“Can you come out on New Year’s Eve?” my friends asked me this year.
“No can do,” I replied. “I’m reviewing last year, doing a life-design worksheet, and setting my goals and intentions for 2015.”
“Oh that sounds much more reasonable,” said none of them.
“You run your life like a business,” one of my friends said. I’m taking it as a compliment.
Since I began seriously journaling in 2011, the new year has been a really important milestone for me to take stock of my achievements and shortcomings in the previous year and make a solid plan for how to make the next year rock.
This year, however, my plan wasn’t business oriented like usual. It wasn’t about launching that book I’d been meaning to write forever or learning a new language. This year I am going to do something I’ve been afraid to do since college and publish my short fiction.
This goal is long overdue, and I have my ego entirely to blame. It is painful to realize that I am a professional writer—albeit of nonfiction—and I still can’t write stories on par with my friends who write fiction regularly. After years of writing nonfiction, it comes easily to me. I easily write several articles per workday. Meanwhile, in fiction, every word is a struggle.
I am working on a collection of short stories I am tentatively calling Fan Fiction, based very loosely on my anime convention experiences. I am trying to write half of it this month. I am telling you this now because I want to stay accountable for my goal.
Are you also interested in writing more in 2015? If so, I’d like to share a few of my favorite writing resources with you. All but the third are free:
Pacemaker — Make it NaNoWriMo every month! Pacemaker lets you map out a target word count and holds you accountable to a schedule for achieving it. This is the tool I used to figure out how much I need to write per day to reach 10,000 words by January 1.
Stayfocusd — A Google Chrome app that blocks your timewaster sites for you. Mine is set to only let me access Tumblr, Facebook, and Reddit for 30 minutes per day. As somebody who works from home, this is also a cornerstone of my tenuous productivity!

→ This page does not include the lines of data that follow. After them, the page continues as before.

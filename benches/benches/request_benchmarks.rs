use std::{hint::black_box, sync::Arc, time::Duration};

use criterion::{criterion_group, criterion_main, Criterion};
use tagbus::{
    Bridge, CorrelationRouter, DeliveryMode, EventBus, IdStrategy, LocalTransport, Responder,
    RouterConfig,
};

fn bench_round_trip(c: &mut Criterion) {
    let mut group = c.benchmark_group("request_round_trip");
    for mode in [DeliveryMode::Inline, DeliveryMode::Worker] {
        let bus = Arc::new(EventBus::new());
        let transport = Arc::new(LocalTransport::new());
        let _bridge = Bridge::attach(bus.clone(), transport.clone(), "**/reply-to/*", mode).unwrap();
        let _responder =
            Responder::bind(transport.clone(), "echo", |req| Ok(req.payload.clone())).unwrap();
        let router = CorrelationRouter::new(bus, transport);

        group.bench_function(format!("{mode:?}"), |b| {
            b.iter(|| {
                router
                    .request("echo", black_box("ping"), Duration::from_secs(1))
                    .unwrap()
            })
        });
    }
    group.finish();
}

fn bench_id_strategies(c: &mut Criterion) {
    c.bench_function("id_uuid", |b| b.iter(|| IdStrategy::Uuid.next_id()));
    c.bench_function("id_counter", |b| b.iter(|| IdStrategy::Counter.next_id()));
}

fn bench_issue_and_cancel(c: &mut Criterion) {
    let bus = Arc::new(EventBus::new());
    let transport = Arc::new(LocalTransport::new());
    let router = CorrelationRouter::with_config(
        bus,
        transport,
        RouterConfig {
            id_strategy: IdStrategy::Counter,
            ..RouterConfig::default()
        },
    );
    c.bench_function("issue_then_drop", |b| {
        b.iter(|| {
            let pending = router
                .issue("nobody", black_box("x"), Duration::from_secs(1))
                .unwrap();
            drop(pending);
        })
    });
}

criterion_group!(
    benches,
    bench_round_trip,
    bench_id_strategies,
    bench_issue_and_cancel
);
criterion_main!(benches);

Story Engineering by Larry Brooks — This book changed my writing for the better because it’s written in a no-nonsense nonfiction way that I really understand. Instead of advising you “go with the flow,” this book lays down real tools and techniques to improve your stories.
Google Drive — I never leave my Internet browser window anyway, might as well choose a word processor that can come with me. I use this for blog posts, journalism articles, and anything else that I care more about being convenient than secure.
Evernote — I don’t always have a notebook when I’m inspired, but I always have at least one mobile device. Evernote syncs on my phone, tablet, and laptop so I can write notes on one and read them later on another.
Sorry for being so quiet these last few post days on Otaku Journalist. Now you know what I’ve had on my mind.